Depuis, ce qu’on appelle le «tourisme industriel» s’est passablement développé en Suisse romande. Les visiteurs se comptent à présent par centaines de milliers chaque année. Parmi les destinations les plus courues: la maison Cailler à Broc; la fromagerie Spielhofer à Saint-Imier; Camille-Bloch à Courtelary; la Radio-télévision suisse romande à Genève et Lausanne; la Brasserie des Franches-Montagnes à Saignelégier et Girard-Perregaux à La Chaux-de-Fonds. Sur les seize entreprises du Nord Vaudois contactées par Cindy Moix-Carel pour son travail de diplôme, seulement une n’avait jamais organisé de visite. Rien que dans le canton de Fribourg, on en compterait plus de vingt qui proposent ce genre d’événement. C’est sans compter les rendez-vous accordés sur demande, typiquement dans les viticultures. Et l’offre s’étend de plus en plus aux secteurs technique et technologique, avec l’ouverture au public de centres scientifiques (p. ex. planétarium).(1)

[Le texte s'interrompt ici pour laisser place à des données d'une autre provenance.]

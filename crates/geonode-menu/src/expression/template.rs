//! Resolution of template expressions in display fields.

use serde_json::{Map, Value};

use super::evaluator::Evaluator;
use super::parser::ConditionParser;

/// Resolves every template string in a map of display fields.
///
/// Fields whose template resolves to undefined are removed.
pub fn resolve_fields(fields: &Map<String, Value>, evaluator: &mut Evaluator<'_>) -> Map<String, Value> {
    fields
        .iter()
        .filter_map(|(key, value)| resolve_value(value, evaluator).map(|v| (key.clone(), v)))
        .collect()
}

/// Resolves template strings inside a value, walking arrays and objects.
///
/// Inside arrays an undefined result becomes `null` so positions are kept.
pub fn resolve_value(value: &Value, evaluator: &mut Evaluator<'_>) -> Option<Value> {
    match value {
        Value::String(s) => match ConditionParser::parse_template(s) {
            Some(condition) => evaluator.evaluate(&condition),
            None => Some(value.clone()),
        },
        Value::Array(items) => Some(Value::Array(
            items
                .iter()
                .map(|item| resolve_value(item, evaluator).unwrap_or(Value::Null))
                .collect(),
        )),
        Value::Object(map) => Some(Value::Object(resolve_fields(map, evaluator))),
        _ => Some(value.clone()),
    }
}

Idéal en cas de mauvais temps

Sur son site, Suisse Tourisme propose actuellement une quarantaine de visites d’entreprises ou d’organisations.(2) Par exemple, l’incubateur Flux Laboratory à Genève, l’aéroport de Zurich Kloten, le tunnel du Lötschberg, la fabrique d’ustensiles de cuisine Swiss Diamond à Sierre, le siège européen de l’ONU à Genève, la distillerie l’Essencier à Crans-Montana, la mine de fer de Gonzen à Sargans, le barrage de la Grande Dixence à Hérémence, la Centrale éolienne et solaire de Mont-Soleil à Saint-Imier, ou encore les thermes de Loèche-les-Bains. Selon l’Association hôtelière du Valais, Patrick Bérod, le tourisme industriel présente un grand potentiel pour de grandes entreprises valaisannes comme Lonza, Novelis, Valcrème ou la Brasserie Valaisanne. Leur ouverture au grand public permettrait d’occuper les touristes par mauvais temps et en basse saison. Mais pas seulement. Ce serait également une occasion de tisser des liens entre l’économie locale et la population, et de mettre en valeur l’utilité sociale de l’entreprise sur le territoire où elle est implantée.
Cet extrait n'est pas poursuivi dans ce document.